Only by fuzz regression file.
### Are there any user-facing changes?
No.
* GitHub Issue: #49626
Authored-by: Antoine Pitrou <[email protected]>
Signed-off-by: Antoine Pitrou <[email protected]>
---
ci/scripts/cpp_test.sh | 15 ++++++++-------
cpp/src/parquet/arrow/fuzz_encoding_internal.cc | 9 +++++++--
cpp/src/parquet/decoder.cc | 6 ++++++
cpp/src/parquet/encoding.h | 16 ++++++++++++++--
testing | 2 +-
5 files changed, 36 insertions(+), 12 deletions(-)
diff --git a/ci/scripts/cpp_test.sh b/ci/scripts/cpp_test.sh
index ac4cb06100..241addbfeb 100755
--- a/ci/scripts/cpp_test.sh
+++ b/ci/scripts/cpp_test.sh
@@ -214,16 +214,17 @@ if [ "${ARROW_FUZZING}" == "ON" ]; then
fi
# 3. Run fuzz targets on regression files from arrow-testing
+ fuzz_target_options="-rss_limit_mb=2560" # same as on OSS-Fuzz
pushd "${ARROW_TEST_DATA}"
- "${binary_output_dir}/arrow-ipc-stream-fuzz" arrow-ipc-stream/crash-*
- "${binary_output_dir}/arrow-ipc-stream-fuzz" arrow-ipc-stream/*-testcase-*
- "${binary_output_dir}/arrow-ipc-file-fuzz" arrow-ipc-file/*-testcase-*
- "${binary_output_dir}/arrow-ipc-tensor-stream-fuzz"

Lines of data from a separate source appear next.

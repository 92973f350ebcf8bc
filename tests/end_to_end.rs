// SPDX-License-Identifier: MIT OR Apache-2.0
// Copyright (c) 2025 climprep contributors

//! Whole-run scenarios through the public library API

use async_trait::async_trait;
use std::sync::{Arc, Mutex};
use tempfile::TempDir;

use climprep::dataset::DatasetError;
use climprep::openers::{JsonDirOpener, Opener, OpenerRegistry};
use climprep::{
    ArtifactBuilder, ArtifactStore, Dataset, FilesystemStore, MemoryStore, PipelineDriver,
    PrepError, PrepResult, Recipe, StepArgs, StoreKey, TargetStatus, TransformRegistry,
};

/// Opener returning small fixed datasets, shaped by group name
struct Stub;

#[async_trait]
impl Opener for Stub {
    async fn open(
        &self,
        _collection: &str,
        group: Option<&str>,
        variables: &[String],
    ) -> PrepResult<Dataset> {
        let (dim, values) = match group {
            Some("ocean") => ("time", vec![10.0, 20.0, 30.0]),
            Some("deep") => ("depth", vec![100.0, 200.0]),
            _ => ("time", vec![1.0, 2.0, 3.0]),
        };

        let mut ds = Dataset::new();
        for name in variables {
            ds = ds
                .with_var(name, &[dim], values.clone())
                .map_err(|e| PrepError::Io { message: e.to_string() })?;
        }
        Ok(ds)
    }
}

fn scale(factor: f64, offset: f64) -> impl Fn(Dataset, &StepArgs) -> anyhow::Result<Dataset> {
    move |ds: Dataset, _: &StepArgs| Ok(ds.map_values(None, |v| v * factor + offset)?)
}

fn driver_with(store: Arc<MemoryStore>, transforms: TransformRegistry) -> PipelineDriver {
    let openers = OpenerRegistry::new().with_fallback(Stub);
    PipelineDriver::new(store, ArtifactBuilder::new(transforms, openers))
}

fn arithmetic() -> TransformRegistry {
    let mut transforms = TransformRegistry::new();
    transforms
        .register("double", scale(2.0, 0.0))
        .register("add_one", scale(1.0, 1.0));
    transforms
}

fn values(ds: &Dataset, name: &str) -> Vec<f64> {
    ds.var(name).unwrap().values.clone()
}

#[tokio::test]
async fn builds_dependency_first_then_skips_on_rerun() {
    let recipe = Recipe::from_yaml(
        "
name: TEST
prepare:
  A:
    uses: [x]
    apply: [double]
  B:
    uses:
      prepared: [A]
    apply: [add_one]
",
    )
    .unwrap();
    let store = Arc::new(MemoryStore::new());
    let driver = driver_with(store.clone(), arithmetic());

    let report = driver.run(&recipe, &["B".to_string()]).await.unwrap();
    let order: Vec<_> = report.outcomes.iter().map(|o| o.identifier.as_str()).collect();
    assert_eq!(order, vec!["A", "B"]);
    assert_eq!(report.built(), 2);

    let a = store.read(&StoreKey::new("TEST", "A")).await.unwrap();
    let b = store.read(&StoreKey::new("TEST", "B")).await.unwrap();
    assert_eq!(values(&a, "x"), vec![2.0, 4.0, 6.0]);
    assert_eq!(values(&b, "x"), vec![3.0, 5.0, 7.0]);
    assert_eq!(store.writes(), 2);

    let again = driver.run(&recipe, &["B".to_string()]).await.unwrap();
    assert_eq!(store.writes(), 2);
    assert_eq!(again.already_present(), 2);
    assert!(again
        .outcomes
        .iter()
        .all(|o| matches!(o.status, TargetStatus::AlreadyPresent { stale: false })));
    assert!(again.is_success());
}

#[tokio::test]
async fn failed_dependency_skips_dependent() {
    let recipe = Recipe::from_yaml(
        "
name: TEST
prepare:
  C:
    uses:
      prepared: [D]
    apply: [add_one]
  D:
    uses: [x]
    apply: [no_such_step]
",
    )
    .unwrap();
    let store = Arc::new(MemoryStore::new());
    let driver = driver_with(store.clone(), arithmetic());

    let report = driver
        .run(&recipe, &["C".to_string(), "D".to_string()])
        .await
        .unwrap();

    assert!(!report.is_success());
    assert!(matches!(
        report.outcome("D").unwrap().status,
        TargetStatus::Failed {
            error: PrepError::UnknownTransform { .. }
        }
    ));
    match &report.outcome("C").unwrap().status {
        TargetStatus::SkippedDueToFailure { failed_dependency } => {
            assert_eq!(failed_dependency, "D")
        }
        other => panic!("expected C to be skipped, got {:?}", other),
    }
    assert_eq!(store.writes(), 0);
}

#[tokio::test]
async fn steps_run_in_order_around_the_merge() {
    let calls: Arc<Mutex<Vec<(String, Vec<String>)>>> = Arc::new(Mutex::new(Vec::new()));

    let recorder = |name: &'static str, marker: Option<&'static str>| {
        let calls = calls.clone();
        move |ds: Dataset, _: &StepArgs| -> anyhow::Result<Dataset> {
            let seen = ds.var_names().into_iter().map(String::from).collect();
            calls.lock().unwrap().push((name.to_string(), seen));
            match marker {
                Some(var) => Ok(ds.with_var(var, &["time"], vec![0.0, 0.0, 0.0])?),
                None => Ok(ds),
            }
        }
    };

    let mut transforms = TransformRegistry::new();
    transforms
        .register("stepA", recorder("stepA", None))
        .register("stepB", recorder("stepB", Some("from_b")))
        .register("stepC", recorder("stepC", None));

    let recipe = Recipe::from_yaml(
        "
name: TEST
prepare:
  T:
    uses:
      surface: [t]
      ocean: [sst]
    preprocess: [stepA]
    apply: [stepB, stepC]
",
    )
    .unwrap();
    let store = Arc::new(MemoryStore::new());
    let report = driver_with(store, transforms).run(&recipe, &[]).await.unwrap();
    assert!(report.is_success());

    let calls = calls.lock().unwrap().clone();
    let expected: Vec<(String, Vec<String>)> = vec![
        ("stepA".into(), vec!["t".into()]),
        ("stepA".into(), vec!["sst".into()]),
        ("stepB".into(), vec!["t".into(), "sst".into()]),
        ("stepC".into(), vec!["t".into(), "sst".into(), "from_b".into()]),
    ];
    assert_eq!(calls, expected);
}

#[tokio::test]
async fn merge_without_shared_dimension_fails_loudly() {
    let recipe = Recipe::from_yaml(
        "
name: TEST
prepare:
  surface_t:
    uses:
      surface: [t]
  deep_t:
    uses:
      deep: [t_deep]
  combined:
    uses:
      prepared: [surface_t, deep_t]
",
    )
    .unwrap();
    let store = Arc::new(MemoryStore::new());
    let report = driver_with(store.clone(), TransformRegistry::new())
        .run(&recipe, &[])
        .await
        .unwrap();

    assert!(matches!(
        report.outcome("combined").unwrap().status,
        TargetStatus::Failed {
            error: PrepError::CombineFailed {
                source: DatasetError::NoSharedDimension { .. },
                ..
            }
        }
    ));
    assert!(!store.exists(&StoreKey::new("TEST", "combined")).await.unwrap());
    assert_eq!(report.built(), 2);
}

#[tokio::test]
async fn cycles_abort_before_building() {
    for yaml in [
        "name: TEST\nprepare:\n  A:\n    uses: {prepared: [A]}\n",
        "name: TEST\nprepare:\n  A:\n    uses: {prepared: [B]}\n  B:\n    uses: {prepared: [A]}\n  C:\n    uses: [x]\n",
    ] {
        let recipe = Recipe::from_yaml(yaml).unwrap();
        let store = Arc::new(MemoryStore::new());

        let result = driver_with(store.clone(), arithmetic()).run(&recipe, &[]).await;

        assert!(matches!(result, Err(PrepError::CyclicDependency { .. })));
        assert_eq!(store.writes(), 0);
    }
}

#[tokio::test]
async fn filesystem_run_with_builtin_transforms() {
    let raw = TempDir::new().unwrap();
    let save = TempDir::new().unwrap();

    let month = |time: f64, t: f64| {
        Dataset::new()
            .with_coord("time", vec![time])
            .unwrap()
            .with_var("t_ref", &["time"], vec![t])
            .unwrap()
    };
    let dir = raw.path().join("JRA55").join("surface");
    std::fs::create_dir_all(&dir).unwrap();
    for (i, t) in [280.0, 282.0, 290.0, 292.0].iter().enumerate() {
        let path = dir.join(format!("m{:02}.json", i));
        std::fs::write(path, serde_json::to_string(&month(i as f64, *t)).unwrap()).unwrap();
    }

    let recipe = Recipe::from_yaml(
        "
name: JRA55
prepare:
  seasonal.t:
    uses:
      surface: [t_ref]
    apply:
      - rename: {t_ref: t}
      - coarsen: {dim: time, window: 2}
      - rechunk
  seasonal.anom.t:
    uses:
      prepared: [seasonal.t]
    apply:
      - anomalise: {dim: time}
",
    )
    .unwrap();

    let store = Arc::new(FilesystemStore::new(save.path()).unwrap());
    let openers = OpenerRegistry::new().with_fallback(JsonDirOpener::new(raw.path()));
    let driver = PipelineDriver::new(
        store.clone(),
        ArtifactBuilder::new(TransformRegistry::with_builtins(), openers),
    );

    let report = driver.run(&recipe, &[]).await.unwrap();
    assert!(report.is_success(), "{:?}", report);
    assert!(save.path().join("JRA55.seasonal.t.json").is_file());

    let seasonal = store.read(&StoreKey::new("JRA55", "seasonal.t")).await.unwrap();
    assert_eq!(values(&seasonal, "t"), vec![281.0, 291.0]);
    assert_eq!(seasonal.encoding().get("time"), Some(&-1));

    let anomalies = store
        .read(&StoreKey::new("JRA55", "seasonal.anom.t"))
        .await
        .unwrap();
    assert_eq!(values(&anomalies, "t"), vec![-5.0, 5.0]);
}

arrow-ipc-tensor-stream/*-testcase-*
+ "${binary_output_dir}/arrow-ipc-stream-fuzz" ${fuzz_target_options}
arrow-ipc-stream/crash-*
+ "${binary_output_dir}/arrow-ipc-stream-fuzz" ${fuzz_target_options}
arrow-ipc-stream/*-testcase-*
+ "${binary_output_dir}/arrow-ipc-file-fuzz" ${fuzz_target_options}
arrow-ipc-file/*-testcase-*
+ "${binary_output_dir}/arrow-ipc-tensor-stream-fuzz" ${fuzz_target_options}
arrow-ipc-tensor-stream/*-testcase-*
if [ "${ARROW_PARQUET}" == "ON" ]; then
- "${binary_output_dir}/parquet-arrow-fuzz" parquet/fuzzing/*-testcase-*
- "${binary_output_dir}/parquet-encoding-fuzz"
parquet/encoding-fuzzing/*-testcase-*
+ "${binary_output_dir}/parquet-arrow-fuzz" ${fuzz_target_options}
parquet/fuzzing/*-testcase-*
+ "${binary_output_dir}/parquet-encoding-fuzz" ${fuzz_target_options}
parquet/encoding-fuzzing/*-testcase-*
fi
- "${binary_output_dir}/arrow-csv-fuzz" csv/fuzzing/*-testcase-*
+ "${binary_output_dir}/arrow-csv-fuzz" ${fuzz_target_options}
csv/fuzzing/*-testcase-*
popd
fi
diff --git a/cpp/src/parquet/arrow/fuzz_encoding_internal.cc
b/cpp/src/parquet/arrow/fuzz_encoding_internal.cc
index c2dfb39eef..0694f550b1 100644
--- a/cpp/src/parquet/arrow/fuzz_encoding_internal.cc
+++ b/cpp/src/parquet/arrow/fuzz_encoding_internal.cc
@@ -236,6 +236,7 @@ struct TypedFuzzEncoding {
auto decoder = MakeDecoder(encoding);
decoder->SetData(num_values_, encoded_data.data(),
static_cast<int>(encoded_data.size()));
+ std::shared_ptr<Array> output;
if constexpr (kType == Type::BYTE_ARRAY) {
Accumulator acc;
@@ -244,14 +245,18 @@ struct TypedFuzzEncoding {
decoder->DecodeArrowNonNull(num_values_, &acc);
END_PARQUET_CATCH_EXCEPTIONS
ARROW_CHECK_EQ(acc.chunks.size(), 0);
- return acc.builder->Finish();
+ ARROW_ASSIGN_OR_RAISE(output, acc.builder->Finish());
} else {
Accumulator builder(arrow_type, pool());
BEGIN_PARQUET_CATCH_EXCEPTIONS
decoder->DecodeArrowNonNull(num_values_, &builder);
END_PARQUET_CATCH_EXCEPTIONS
- return builder.Finish();
+ ARROW_ASSIGN_OR_RAISE(output, builder.Finish());
}
+ // DecodeArrow* methods should emit as many values as requested, or error
out
+ // if there are not enough remaining values to decode.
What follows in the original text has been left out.